Although it was once believed that there was a strict one-to-one relationship between each Ficus fig species and a corresponding agaonid pollinator, it is now apparent that fig wasps have frequently colonized new species of figs to the point that many (possibly most) fig species are pollinated by more than one wasp species. In other cases, pollinator lineages have apparently diverged into two species on a single host species.The most common (although by no means the only) deviation from one-to-one specificity is the situation in which two pollinator taxa are geographically isolated across the host range. Given that interspecific hybridization and introgression appear to be widespread among figs, Machado et al. (2005) suggested that the best model for understanding the evolutionary dynamics of the fig-fig wasp mutualism is one in which groups of genetically well defined species of wasps coevolve with groups of genetically less well defined (frequently hybridizing) groups of figs.

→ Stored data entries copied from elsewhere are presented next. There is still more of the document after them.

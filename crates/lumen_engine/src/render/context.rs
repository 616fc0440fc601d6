//! Renderer context
//!
//! One [`RendererContext`] owns everything that belongs to a graphics
//! context: the backend, the shader library and both renderers. It is
//! created by `init` and torn down by `shutdown`; there is no global
//! renderer state.

use std::rc::Rc;

use crate::config::RendererConfig;
use crate::foundation::math::{Mat4, Vec4};
use crate::render::api::{create_backend, ShaderDescriptor, SharedBackend};
use crate::render::camera::{EditorCamera, SceneCamera};
use crate::render::command::RenderCommand;
use crate::render::renderer2d::{BatchVertex, CircleVertex, LineVertex, QuadVertex, Renderer2D, TextVertex};
use crate::render::renderer3d::{SceneRenderer, PBR_SHADER, SHADOW_SHADER, SKYBOX_SHADER};
use crate::render::resources::{Shader, ShaderLibrary};
use crate::render::stats::RenderStats;
use crate::render::{RenderError, RenderResult};
use crate::scene::{
    CircleRendererComponent, LightSourceComponent, MeshRendererComponent, Scene, SkyboxComponent,
    SpriteRendererComponent, TextComponent,
};

/// Camera a frame is rendered through
#[derive(Debug, Clone, Copy)]
pub enum SceneView<'a> {
    /// Runtime camera placed by an entity transform
    Runtime {
        /// Projection
        camera: &'a SceneCamera,
        /// Camera entity world transform
        transform: Mat4,
    },
    /// Free editor camera
    Editor(&'a EditorCamera),
}

impl SceneView<'_> {
    /// Projection times view
    pub fn view_projection(&self) -> Mat4 {
        match self {
            SceneView::Runtime { camera, transform } => {
                let view = transform.try_inverse().unwrap_or_else(Mat4::identity);
                camera.projection() * view
            }
            SceneView::Editor(camera) => camera.view_projection(),
        }
    }
}

/// Everything rendering needs for one graphics context
#[derive(Debug)]
pub struct RendererContext {
    config: RendererConfig,
    command: RenderCommand,
    shaders: ShaderLibrary,
    renderer2d: Renderer2D,
    scene_renderer: SceneRenderer,
    viewport: (u32, u32),
    minimized: bool,
    frame_count: u64,
}

impl RendererContext {
    /// Create the backend named by `config` and bring the renderers up
    pub fn init(config: RendererConfig) -> RenderResult<Self> {
        config.validate()?;
        let backend = create_backend(config.graphics_api).map_err(|e| {
            log::error!("Cannot create {:?} backend: {e}", config.graphics_api);
            RenderError::InitializationFailed(format!("no backend for {:?}: {e}", config.graphics_api))
        })?;
        Self::with_backend(backend, config)
    }

    /// Bring the renderers up on an existing backend
    pub fn with_backend(backend: SharedBackend, config: RendererConfig) -> RenderResult<Self> {
        config.validate()?;
        log::info!(
            "Initializing renderer on {:?} backend ({} quads, {} lines per batch)",
            backend.api(),
            config.max_quads,
            config.max_lines
        );

        let command = RenderCommand::new(&backend);
        command.init();
        command.set_line_width(config.line_width);

        let shaders = Self::load_builtin_shaders(&backend, &config)?;
        let mut renderer2d = Renderer2D::new(&command, &shaders, &config)?;
        renderer2d.set_line_width(config.line_width);
        let scene_renderer = SceneRenderer::new(&command, &shaders, &config)?;

        log::info!("Renderer initialized with {} shader(s)", shaders.len());
        Ok(Self {
            config,
            command,
            shaders,
            renderer2d,
            scene_renderer,
            viewport: (0, 0),
            minimized: false,
            frame_count: 0,
        })
    }

    fn load_builtin_shaders(backend: &SharedBackend, config: &RendererConfig) -> RenderResult<ShaderLibrary> {
        let mut shaders = ShaderLibrary::new();
        for name in [
            QuadVertex::SHADER,
            CircleVertex::SHADER,
            LineVertex::SHADER,
            TextVertex::SHADER,
            SKYBOX_SHADER,
        ] {
            shaders.load(backend, &ShaderDescriptor::named(name))?;
        }
        shaders.add(Shader::new(backend, &ShaderDescriptor::named(PBR_SHADER))?.lit());
        if config.shadows.enabled {
            shaders.load(backend, &ShaderDescriptor::named(SHADOW_SHADER))?;
        }
        Ok(shaders)
    }

    /// Release every GPU object owned by the context
    pub fn shutdown(self) {
        log::info!("Renderer shutting down after {} frame(s)", self.frame_count);
    }

    /// Add a program; lit programs start receiving camera and light uniforms
    pub fn load_shader(&mut self, descriptor: &ShaderDescriptor, lit: bool) -> RenderResult<Rc<Shader>> {
        let mut shader = Shader::new(self.command.backend(), descriptor)?;
        if lit {
            shader = shader.lit();
        }
        let shader = self.shaders.add(shader);
        if lit {
            self.scene_renderer.register_shader(Rc::clone(&shader));
        }
        Ok(shader)
    }

    // === Window events ===

    /// Track the window size; a zero extent marks the window minimized
    pub fn on_window_resize(&mut self, width: u32, height: u32) {
        if width == 0 || height == 0 {
            log::debug!("Window minimized");
            self.minimized = true;
            return;
        }
        self.minimized = false;
        self.viewport = (width, height);
        self.command.set_viewport(0, 0, width, height);
        self.scene_renderer.set_viewport(width, height);
    }

    /// Whether frames are currently skipped
    pub fn is_minimized(&self) -> bool {
        self.minimized
    }

    /// Last non-zero window size
    pub fn viewport(&self) -> (u32, u32) {
        self.viewport
    }

    // === Frame ===

    /// Render one frame of `scene` through `view`
    ///
    /// Statistics are reset first. Passes run in the order shadow, opaque
    /// meshes, skybox, transparent meshes, then the 2D batches. Returns
    /// `false` without touching the backend while minimized.
    pub fn render_frame(&mut self, scene: &Scene, view: &SceneView<'_>) -> RenderResult<bool> {
        if self.minimized {
            return Ok(false);
        }
        self.reset_stats();

        self.shadow_pass(scene)?;

        let [r, g, b, a] = self.config.clear_color;
        self.command.set_clear_color(Vec4::new(r, g, b, a));
        self.command.clear();

        match view {
            SceneView::Runtime { camera, transform } => self.scene_renderer.begin_scene(camera, transform)?,
            SceneView::Editor(camera) => self.scene_renderer.begin_scene_editor(camera)?,
        }
        for (_, transform, light) in scene.view::<LightSourceComponent>() {
            self.scene_renderer
                .render_light_source(&transform.to_matrix(), &light.light)?;
        }
        for (entity, transform, mesh) in scene.view::<MeshRendererComponent>() {
            self.scene_renderer
                .draw_mesh(&mesh.mesh, &mesh.material, &transform.to_matrix(), Scene::entity_id(entity))?;
        }
        if let Some((_, _, skybox)) = scene.view::<SkyboxComponent>().next() {
            self.scene_renderer.draw_skybox(&skybox.cubemap)?;
        }
        self.scene_renderer.render_transparent()?;
        self.scene_renderer.end_scene();

        self.renderer2d.begin_scene(&view.view_projection())?;
        for (entity, transform, sprite) in scene.view::<SpriteRendererComponent>() {
            self.renderer2d
                .draw_sprite(&transform.to_matrix(), sprite, Scene::entity_id(entity))?;
        }
        for (entity, transform, circle) in scene.view::<CircleRendererComponent>() {
            self.renderer2d.draw_circle(
                &transform.to_matrix(),
                circle.color,
                circle.thickness,
                circle.fade,
                Scene::entity_id(entity),
            )?;
        }
        for (entity, transform, text) in scene.view::<TextComponent>() {
            self.renderer2d.draw_string(
                &text.text,
                &text.font,
                &transform.to_matrix(),
                &text.params,
                Scene::entity_id(entity),
            )?;
        }
        self.renderer2d.end_scene()?;

        self.frame_count += 1;
        Ok(true)
    }

    fn shadow_pass(&mut self, scene: &Scene) -> RenderResult<()> {
        let Some((_, light_transform, _)) = scene.shadow_light() else {
            return Ok(());
        };
        if !self.scene_renderer.begin_shadow_pass(&light_transform.to_matrix())? {
            return Ok(());
        }
        for (_, transform, mesh) in scene.view::<MeshRendererComponent>() {
            if mesh.cast_shadows && !mesh.material.transparent {
                self.scene_renderer
                    .submit_shadow_caster(mesh.mesh.vertex_array(), &transform.to_matrix())?;
            }
        }
        self.scene_renderer.end_shadow_pass()
    }

    // === Accessors ===

    /// Combined counters of both renderers
    pub fn stats(&self) -> RenderStats {
        let mut stats = self.renderer2d.stats();
        stats += self.scene_renderer.stats();
        stats
    }

    /// Zero the counters of both renderers
    pub fn reset_stats(&mut self) {
        self.renderer2d.reset_stats();
        self.scene_renderer.reset_stats();
    }

    /// Frames rendered since init
    pub fn frame_count(&self) -> u64 {
        self.frame_count
    }

    /// Configuration the context was built with
    pub fn config(&self) -> &RendererConfig {
        &self.config
    }

    /// Fixed-function dispatch
    pub fn command(&self) -> &RenderCommand {
        &self.command
    }

    /// Backend handle, for creating resources
    pub fn backend(&self) -> &SharedBackend {
        self.command.backend()
    }

    /// Shader library
    pub fn shaders(&self) -> &ShaderLibrary {
        &self.shaders
    }

    /// 2D batch renderer
    pub fn renderer2d(&mut self) -> &mut Renderer2D {
        &mut self.renderer2d
    }

    /// 3D forward renderer
    pub fn scene_renderer(&mut self) -> &mut SceneRenderer {
        &mut self.scene_renderer
    }
}

#[cfg(test)]
mod tests {
    use super::*;
    use crate::render::api::{BackendCommand, GraphicsApi, HeadlessBackend};

    fn headless_context(config: RendererConfig) -> (Rc<HeadlessBackend>, RendererContext) {
        let headless = Rc::new(HeadlessBackend::new());
        let backend: SharedBackend = headless.clone();
        let context = RendererContext::with_backend(backend, config).unwrap();
        (headless, context)
    }

    #[test]
    fn test_init_loads_builtin_shaders() {
        let context = RendererContext::init(RendererConfig::default()).unwrap();
        for name in ["Renderer2D_Quad", "Renderer2D_Text", SKYBOX_SHADER, PBR_SHADER, SHADOW_SHADER] {
            assert!(context.shaders().exists(name), "missing {name}");
        }
        assert!(context.shaders().get(PBR_SHADER).unwrap().is_lit());
    }

    #[test]
    fn test_init_rejects_missing_api() {
        let config = RendererConfig {
            graphics_api: GraphicsApi::None,
            ..Default::default()
        };
        assert!(matches!(
            RendererContext::init(config),
            Err(RenderError::InitializationFailed(_))
        ));
    }

    #[test]
    fn test_minimized_window_skips_frame() {
        let (headless, mut context) = headless_context(RendererConfig::default());
        context.on_window_resize(0, 600);
        headless.clear_commands();

        let rendered = context
            .render_frame(&Scene::new(), &SceneView::Editor(&EditorCamera::default()))
            .unwrap();
        assert!(!rendered);
        assert!(headless.commands().is_empty());

        context.on_window_resize(800, 600);
        assert!(!context.is_minimized());
        assert_eq!(context.viewport(), (800, 600));
    }

    #[test]
    fn test_empty_scene_issues_no_draws() {
        let (headless, mut context) = headless_context(RendererConfig::default());
        let rendered = context
            .render_frame(&Scene::new(), &SceneView::Editor(&EditorCamera::default()))
            .unwrap();
        assert!(rendered);
        assert_eq!(headless.draw_call_count(), 0);
        assert_eq!(context.stats(), RenderStats::default());
        assert_eq!(context.frame_count(), 1);
    }

    #[test]
    fn test_lit_user_shader_receives_camera() {
        let (headless, mut context) = headless_context(RendererConfig::default());
        context.load_shader(&ShaderDescriptor::named("Toon"), true).unwrap();
        context
            .render_frame(&Scene::new(), &SceneView::Editor(&EditorCamera::default()))
            .unwrap();
        assert!(headless.uniform("Toon", "u_ViewProjection").is_some());
        assert!(headless
            .commands()
            .iter()
            .any(|c| matches!(c, BackendCommand::Clear(_))));
    }
}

Two major modes of fig pollination may be distinguished by differences in wasp behavior and morphology. Actively pollinating species remove pollen they have collected in special thoracic pollen pockets with their forelegs, depositing it on the stigmatic surface of the flower when laying eggs in a fraction of fig flowers. In contrast, passively pollinating species do not have functional pollen pockets or active pollination behavior and pollen is transported on the abdomen instead.
In monoecious fig species (i.e., those in which each individual tree functions as both a female and a male), all syconia are essentially the same and produce both seeds and pollen-dispersing wasps. In the case of functionally dioecious fig species (i.e., those in which different individual trees function as either males or females), female pollinator wasps are attracted to both gall and seed figs and pollinate both types, but their offspring only develop in gall figs (the seed figs produce only seeds, no wasps). Gall figs are functionally “male” because they yield the wasp larvae that disperse fig pollen as adults. Ovules that would otherwise produce seed instead serve to nourish wasp offspring. On the other hand, seed figs (which contain no male flowers) are functionally “female” because the styles are too long for the wasp ovipositors to reach the ovules, so viable seeds result from pollination. Conservative estimates suggest that fig wasps routinely disperse pollen over distances of over 10 km and that breeding populations of figs constitute hundreds of individuals spread over areas more than 100 square km.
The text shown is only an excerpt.